> [AIM OF THE TASK] Search the records for the string "with" and copy every line where it turns up.

(Dataset entries)
//! Error types for the reference services.

use crate::framework::ExecutorError;
use crate::store::StoreError;
use thiserror::Error;

/// Errors that can occur in a service operation.
#[derive(Debug, Clone, Error, PartialEq, Eq)]
pub enum ServiceError {
    /// The record or identifier failed validation.
    #[error("Validation error: {0}")]
    Validation(String),

    /// No live record carries the identifier.
    #[error("Not found: {0}")]
    NotFound(String),

    /// A record with the same identifier already exists.
    #[error("Already exists: {0}")]
    AlreadyExists(String),

    /// The backing store is unavailable.
    #[error("Store error: {0}")]
    Store(String),
}

impl From<StoreError> for ServiceError {
    fn from(e: StoreError) -> Self {
        match e {
            StoreError::NotFound(id) => ServiceError::NotFound(id),
            StoreError::Conflict(id) => ServiceError::AlreadyExists(id),
            other => ServiceError::Store(other.to_string()),
        }
    }
}

impl From<ServiceError> for ExecutorError {
    fn from(e: ServiceError) -> Self {
        match e {
            ServiceError::Validation(msg) => ExecutorError::Validation(msg),
            ServiceError::NotFound(id) => ExecutorError::NotFound(id),
            ServiceError::AlreadyExists(id) => {
                ExecutorError::Storage(format!("record already exists: {id}"))
            }
            ServiceError::Store(msg) => ExecutorError::Storage(msg),
        }
    }
}
//! # Queue Binding Table
//!
//! Static mapping from destination name to the command it carries. The table
//! is built once at startup from configuration, is read-only afterwards and is
//! shared by reference (`Arc<BindingTable>`) with the supervisor and producers.
//!
//! Each destination resolves to a [`Binding`] (entity kind × operation kind)
//! exactly once, when its consumer subscribes. Consumers match on that enum
//! instead of re-inspecting the destination name for every message.

use crate::framework::error::BindingError;
use std::collections::HashSet;
use std::fmt::{self, Display};

// =============================================================================
// Kinds
// =============================================================================

/// The broker family a destination lives on.
#[derive(Debug, Clone, Copy, PartialEq, Eq, Hash)]
pub enum Transport {
    /// Topic-based log transport.
    Kafka,
    /// Queue-based transport with per-message ack/nack.
    RabbitMq,
}

impl Display for Transport {
    fn fmt(&self, f: &mut fmt::Formatter<'_>) -> fmt::Result {
        match self {
            Transport::Kafka => write!(f, "kafka"),
            Transport::RabbitMq => write!(f, "rabbitmq"),
        }
    }
}

#[derive(Debug, Clone, Copy, PartialEq, Eq, Hash)]
pub enum EntityKind {
    User,
    Computer,
}

impl EntityKind {
    pub fn as_str(&self) -> &'static str {
        match self {
            EntityKind::User => "user",
            EntityKind::Computer => "computer",
        }
    }
}

#[derive(Debug, Clone, Copy, PartialEq, Eq, Hash)]
pub enum OperationKind {
    Create,
    Update,
    Delete,
}

impl OperationKind {
    pub fn as_str(&self) -> &'static str {
        match self {
            OperationKind::Create => "create",
            OperationKind::Update => "update",
            OperationKind::Delete => "delete",
        }
    }
}

/// The (entity, operation) pair a destination is bound to.
#[derive(Debug, Clone, Copy, PartialEq, Eq, Hash)]
pub struct Binding {
    pub entity: EntityKind,
    pub operation: OperationKind,
}

impl Binding {
    /// Every binding, in the order destinations are declared.
    pub const ALL: [Binding; 6] = [
        Binding::new(EntityKind::User, OperationKind::Create),
        Binding::new(EntityKind::User, OperationKind::Update),
        Binding::new(EntityKind::User, OperationKind::Delete),
        Binding::new(EntityKind::Computer, OperationKind::Create),
        Binding::new(EntityKind::Computer, OperationKind::Update),
        Binding::new(EntityKind::Computer, OperationKind::Delete),
    ];

    pub const fn new(entity: EntityKind, operation: OperationKind) -> Self {
        Self { entity, operation }
    }
}

impl Display for Binding {
    fn fmt(&self, f: &mut fmt::Formatter<'_>) -> fmt::Result {
        write!(f, "{}_{}", self.operation.as_str(), self.entity.as_str())
    }
}

// =============================================================================
// Destinations
// =============================================================================

/// One declared destination. Created at startup, never mutated.
#[derive(Debug, Clone, PartialEq, Eq)]
pub struct DestinationDescriptor {
    pub transport: Transport,
    pub name: String,
    pub binding: Binding,
}

impl DestinationDescriptor {
    pub fn new(transport: Transport, name: impl Into<String>, binding: Binding) -> Self {
        Self {
            transport,
            name: name.into(),
            binding,
        }
    }
}

/// The six destination names of one transport.
#[derive(Debug, Clone, PartialEq, Eq)]
pub struct DestinationNames {
    pub user_created: String,
    pub user_updated: String,
    pub user_deleted: String,
    pub computer_created: String,
    pub computer_updated: String,
    pub computer_deleted: String,
}

impl Default for DestinationNames {
    fn default() -> Self {
        Self {
            user_created: "USER_CREATED".to_string(),
            user_updated: "USER_UPDATED".to_string(),
            user_deleted: "USER_DELETED".to_string(),
            computer_created: "COMPUTER_CREATED".to_string(),
            computer_updated: "COMPUTER_UPDATED".to_string(),
            computer_deleted: "COMPUTER_DELETED".to_string(),
        }
    }
}

impl DestinationNames {
    /// Returns the configured name for `binding`.
    pub fn name_for(&self, binding: Binding) -> &str {
        match (binding.entity, binding.operation) {
            (EntityKind::User, OperationKind::Create) => &self.user_created,
            (EntityKind::User, OperationKind::Update) => &self.user_updated,
            (EntityKind::User, OperationKind::Delete) => &self.user_deleted,
            (EntityKind::Computer, OperationKind::Create) => &self.computer_created,
            (EntityKind::Computer, OperationKind::Update) => &self.computer_updated,
            (EntityKind::Computer, OperationKind::Delete) => &self.computer_deleted,
        }
    }
}

// =============================================================================
// Binding table
// =============================================================================

/// Immutable, ordered set of destination descriptors for one transport.
#[derive(Debug, Clone)]
pub struct BindingTable {
    transport: Transport,
    descriptors: Vec<DestinationDescriptor>,
}

impl BindingTable {
    /// Builds a table from explicit descriptors.
    ///
    /// # Errors
    ///
    /// Fails when a destination name or a binding appears twice, or when a
    /// descriptor belongs to another transport.
    pub fn new(
        transport: Transport,
        descriptors: Vec<DestinationDescriptor>,
    ) -> Result<Self, BindingError> {
        let mut names = HashSet::new();
        let mut bindings = HashSet::new();

        for descriptor in &descriptors {
            if descriptor.transport != transport {
                return Err(BindingError::TransportMismatch {
                    name: descriptor.name.clone(),
                    expected: transport,
                    found: descriptor.transport,
                });
            }
            if !names.insert(descriptor.name.as_str()) {
                return Err(BindingError::Duplicate {
                    transport,
                    name: descriptor.name.clone(),
                });
            }
            if !bindings.insert(descriptor.binding) {
                return Err(BindingError::DuplicateBinding {
                    transport,
                    operation: descriptor.binding.to_string(),
                });
            }
        }

        Ok(Self {
            transport,
            descriptors,
        })
    }

    /// Builds the standard six-destination table from configured names.
    pub fn for_transport(
        transport: Transport,
        names: &DestinationNames,
    ) -> Result<Self, BindingError> {
        let descriptors = Binding::ALL
            .iter()
            .map(|binding| DestinationDescriptor::new(transport, names.name_for(*binding), *binding))
            .collect();
        Self::new(transport, descriptors)
    }

    pub fn transport(&self) -> Transport {
        self.transport
    }

    /// The declared destinations, in declaration order.
    pub fn bindings(&self) -> &[DestinationDescriptor] {
        &self.descriptors
    }

    pub fn iter(&self) -> impl Iterator<Item = &DestinationDescriptor> {
        self.descriptors.iter()
    }

    pub fn len(&self) -> usize {
        self.descriptors.len()
    }

    pub fn is_empty(&self) -> bool {
        self.descriptors.is_empty()
    }

    /// Finds the descriptor declared under `name`.
    pub fn lookup(&self, name: &str) -> Option<&DestinationDescriptor> {
        self.descriptors.iter().find(|d| d.name == name)
    }

    /// Finds the destination that carries `binding`.
    pub fn destination_for(&self, binding: Binding) -> Option<&DestinationDescriptor> {
        self.descriptors.iter().find(|d| d.binding == binding)
    }
}

#[cfg(test)]
mod tests {
    use super::*;

    #[test]
    fn test_standard_table_uses_default_names() {
        let table = BindingTable::for_transport(Transport::Kafka, &DestinationNames::default())
            .unwrap();

        assert_eq!(table.len(), 6);
        let names: Vec<&str> = table.iter().map(|d| d.name.as_str()).collect();
        assert_eq!(
            names,
            vec![
                "USER_CREATED",
                "USER_UPDATED",
                "USER_DELETED",
                "COMPUTER_CREATED",
                "COMPUTER_UPDATED",
                "COMPUTER_DELETED",
            ]
        );

        let delete = table.lookup("USER_DELETED").unwrap();
        assert_eq!(
            delete.binding,
            Binding::new(EntityKind::User, OperationKind::Delete)
        );
        assert_eq!(delete.transport, Transport::Kafka);
    }

    #[test]
    fn test_duplicate_destination_is_rejected() {
        let names = DestinationNames {
            user_updated: "USER_CREATED".to_string(),
            ..DestinationNames::default()
        };

        let err = BindingTable::for_transport(Transport::RabbitMq, &names).unwrap_err();
        assert_eq!(
            err,
            BindingError::Duplicate {
                transport: Transport::RabbitMq,
                name: "USER_CREATED".to_string(),
            }
        );
    }

    #[test]
    fn test_duplicate_binding_is_rejected() {
        let binding = Binding::new(EntityKind::Computer, OperationKind::Create);
        let descriptors = vec![
            DestinationDescriptor::new(Transport::Kafka, "A", binding),
            DestinationDescriptor::new(Transport::Kafka, "B", binding),
        ];

        let err = BindingTable::new(Transport::Kafka, descriptors).unwrap_err();
        assert!(matches!(err, BindingError::DuplicateBinding { .. }));
    }

    #[test]
    fn test_foreign_transport_is_rejected() {
        let binding = Binding::new(EntityKind::User, OperationKind::Create);
        let descriptors = vec![DestinationDescriptor::new(Transport::RabbitMq, "A", binding)];

        let err = BindingTable::new(Transport::Kafka, descriptors).unwrap_err();
        assert!(matches!(err, BindingError::TransportMismatch { .. }));
    }

    #[test]
    fn test_destination_for_binding() {
        let names = DestinationNames {
            computer_updated: "pc.updated".to_string(),
            ..DestinationNames::default()
        };
        let table = BindingTable::for_transport(Transport::RabbitMq, &names).unwrap();

        let binding = Binding::new(EntityKind::Computer, OperationKind::Update);
        assert_eq!(table.destination_for(binding).unwrap().name, "pc.updated");
        assert_eq!(binding.to_string(), "update_computer");
    }
}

> [RESULT BELOW]
    /// A record with the same identifier already exists.
//! shared by reference (`Arc<BindingTable>`) with the supervisor and producers.
    /// Queue-based transport with per-message ack/nack.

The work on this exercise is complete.